• _Required work_
Tally the lines of the data that include the word "String". Only the number is to be returned.

═════ Supplied material

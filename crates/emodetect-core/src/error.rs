//! Centralized error types for emotion analysis.

use thiserror::Error;

/// Why an analysis produced no scores.
#[derive(Error, Debug, Clone, PartialEq, Eq)]
pub enum AnalysisFailure {
    #[error("Invalid input text")]
    InvalidInput,

    #[error("Upstream service returned status {0}")]
    UpstreamStatus(u16),

    #[error("Failed to reach upstream service: {0}")]
    Transport(String),

    #[error("Malformed upstream response: {0}")]
    MalformedResponse(String),
}

impl AnalysisFailure {
    /// True for failures caused by the caller's input rather than the upstream.
    pub fn is_invalid_input(&self) -> bool {
        matches!(self, Self::InvalidInput)
    }
}

/// Invalid classifier configuration.
#[derive(Error, Debug, Clone, PartialEq, Eq)]
pub enum ConfigError {
    #[error("Endpoint must be an http(s) URL: {0}")]
    InvalidEndpoint(String),

    #[error("Model id must not be empty")]
    EmptyModelId,

    #[error("Timeout must be greater than zero")]
    ZeroTimeout,
}

/// Result type for configuration operations.
pub type ConfigResult<T> = Result<T, ConfigError>;
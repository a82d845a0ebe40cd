//! CLI command definitions and handlers.

use anyhow::Result;
use clap::{Args, Parser, Subcommand};
use emodetect_core::config::{DEFAULT_ENDPOINT, DEFAULT_MODEL_ID, DEFAULT_TIMEOUT_SECS};
use emodetect_core::ClassifierConfig;
use std::time::Duration;

pub mod analyze;
pub mod check;
pub mod serve;

/// Emotion Detector - classify the emotions expressed in text
#[derive(Parser)]
#[command(name = "emodetect")]
#[command(author, version, about, long_about = None)]
#[command(propagate_version = true)]
pub struct Cli {
    /// Enable verbose output
    #[arg(short, long, global = true)]
    pub verbose: bool,

    #[command(flatten)]
    pub classifier: ClassifierArgs,

    #[command(subcommand)]
    pub command: Commands,
}

/// Where to reach the emotion classifier.
#[derive(Args)]
pub struct ClassifierArgs {
    /// Emotion prediction endpoint URL
    #[arg(long, global = true, env = "EMODETECT_ENDPOINT", default_value = DEFAULT_ENDPOINT)]
    pub endpoint: String,

    /// Model id sent in the model header
    #[arg(long, global = true, env = "EMODETECT_MODEL_ID", default_value = DEFAULT_MODEL_ID)]
    pub model_id: String,

    /// Upstream request timeout in seconds
    #[arg(long, global = true, env = "EMODETECT_TIMEOUT_SECS", default_value_t = DEFAULT_TIMEOUT_SECS)]
    pub timeout_secs: u64,
}

impl ClassifierArgs {
    /// Build and validate the classifier configuration.
    pub fn to_config(&self) -> Result<ClassifierConfig> {
        let config = ClassifierConfig::new(
            &self.endpoint,
            &self.model_id,
            Duration::from_secs(self.timeout_secs),
        );
        config.validate()?;
        Ok(config)
    }
}

#[derive(Subcommand)]
pub enum Commands {
    /// Start the web server
    Serve(serve::ServeArgs),

    /// Classify a single statement
    Analyze(analyze::AnalyzeArgs),

    /// Run the reference statements and show their dominant emotions
    Check,
}

impl Cli {
    pub async fn execute(self) -> Result<()> {
        let config = self.classifier.to_config()?;

        match self.command {
            Commands::Serve(args) => serve::execute(args, &config).await,
            Commands::Analyze(args) => analyze::execute(args, &config).await,
            Commands::Check => check::execute(&config).await,
        }
    }
}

══════════

• _Response to the exercise_
5